免疫重建失败的HIV-1患者有较高的并发症和病死率，目前缺乏有效的治疗手段。髓源性抑制细胞（MDSC）在负向调节机体免疫反应中起重要作用，但其在HIV-1免疫重建中的作用及其分子机制尚不清楚。我们前期研究发现HIV-1慢性期升高的粒细胞样(G)-MDSC与疾病进展相关；其上调的PD-L1与CD4+T细胞表达的PD-1相关；介导MDSC抑制T细胞免疫的调控分子TGF-β基因转录水平显著升高。基于以上发现，提出“MDSC可能通过PD-L1诱导的TGF-β影响HIV-1慢性期患者的免疫功能重建”的研究假说。为验证此假说，本项目首先借助临床样本，明确MDSC与免疫重建的相关性；然后拟通过细胞分选、细胞培养、PD-L1通路阻断及TGF-β信号抑制，探讨介导MDSC抑制CD4+T细胞免疫反应的潜在机制。本研究有望阐明MDSC在HIV-1慢性期患者免疫重建失败中的关键作用，为临床治疗提供新思路。

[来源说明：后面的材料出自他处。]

//! Taskmill application binary - composition root.
//!
//! Wires the engine together: configuration, the persisted parameter
//! store, the process-wide context, and the manifest-backed task catalog.
//! In headless mode it runs the requested task batch and exits with 0/1;
//! otherwise it keeps the catalog live-reloading until interrupted.

mod batch;
mod cli;
mod error;

use std::path::PathBuf;
use std::process::ExitCode;
use std::sync::Arc;
use std::time::Duration;

use clap::Parser;
use tracing::{error, info, warn};
use tracing_subscriber::EnvFilter;

use taskmill_core::MillConfig;
use taskmill_engine::{JsonFileStore, MillContext};

use crate::batch::run_batch;
use crate::cli::{parse_invocations, CliArgs};

#[tokio::main]
async fn main() -> ExitCode {
    let args = CliArgs::parse();

    let filter = EnvFilter::try_from_default_env()
        .unwrap_or_else(|_| EnvFilter::new(args.resolve_log_level()));
    tracing_subscriber::fmt().with_env_filter(filter).init();

    let config = MillConfig::load_or_default(&args.resolve_config_path());
    let manifest_path = args
        .manifest
        .clone()
        .unwrap_or_else(|| PathBuf::from(&config.engine.manifest_path));
    let poll = Duration::from_secs(config.engine.manifest_poll_secs.max(1));
    let store = Arc::new(JsonFileStore::open(&config.store.path));

    let ctx = MillContext::new(config, store);
    ctx.registry.set_manifest_path(&manifest_path);
    ctx.init().await;

    if let Err(e) = ctx.registry.reload_manifest().await {
        warn!(path = %manifest_path.display(), "Initial manifest load failed: {}", e);
    }
    info!(tasks = ctx.registry.len(), "Task catalog ready");

    if args.headless {
        let invocations = match parse_invocations(&args.invocations) {
            Ok(invocations) => invocations,
            Err(e) => {
                error!("Invalid task invocation: {}", e);
                return ExitCode::from(1);
            }
        };

        let code = match run_batch(&ctx, invocations, args.results.as_deref()).await {
            Ok(summary) => summary.exit_code(),
            Err(e) => {
                error!("Batch aborted: {}", e);
                1
            }
        };
        ctx.shutdown().await;
        return ExitCode::from(code);
    }

    // Interactive host: keep the manifest live until interrupted. The
    // visual task panel is an external collaborator driving Execute.
    let watcher_ctx = Arc::clone(&ctx);
    let watcher = tokio::spawn(async move {
        watcher_ctx.registry.watch_manifest(poll).await;
    });

    if let Err(e) = tokio::signal::ctrl_c().await {
        warn!("Failed to listen for shutdown signal: {}", e);
    }

    ctx.shutdown().await;
    let _ = watcher.await;
    ExitCode::SUCCESS
}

Immunological recovery failure associates with increased morbidity and mortality in HIV-1 positive patients, and currently lacks effective treatment. Myeloid-derived suppressor cells (MDSC) play an important role in negatively regulating immune response, but its role in HIV-1 immune reconstruction and the molecular mechanism is unclear. We recently discovered increase levels of granulocytic myeloid-derived suppressor cells (G-MDSC) in immunological non-responders (INR) compared to immunological responders (IR), which is correlated to the disease progression and might suppress CD4+ T-lymphocytes recovery. Still, its underlying molecular regulatory mechanism remains to be further investigated.. Based on our preliminary experiment, we noted that: i) elevated programmed cell death ligand 1 (PD-L1) expression on G-MDSC was positively correlated with PD-1 on CD4+ T-cells; ii) among several potential molecules by which G-MDSC suppress CD4 response, the mRNA expression of TGF-β was significantly higher in INR G-MDSC compared to that of healthy controls. Therefore, we supposed that PD-L1 signaling induced TGF-β secretion through G-MDSC which suppress CD4+ T-cell response in INR. . Herein, we aim to extend our work in order to address the role of G-MDSC in the pathogenesis of poor immune reconstitution in chronically HIV-1 infected patients. First, we will analyze the correlation between G-MDSC and immunological recovery using clinical specimens, Second, G-MDSC and CD4+ T cells will be isolated, cocultured, PD-L1 pathway blockade, inhibition of TGF-β signaling pathway to see the effect of restoration of G-MDSC-mediated suppression of CD4 functions. . In summary, through this study, we will unveil the new mechanisms of immunological recovery failure, which may provide a potential target for developing therapeutic intervention.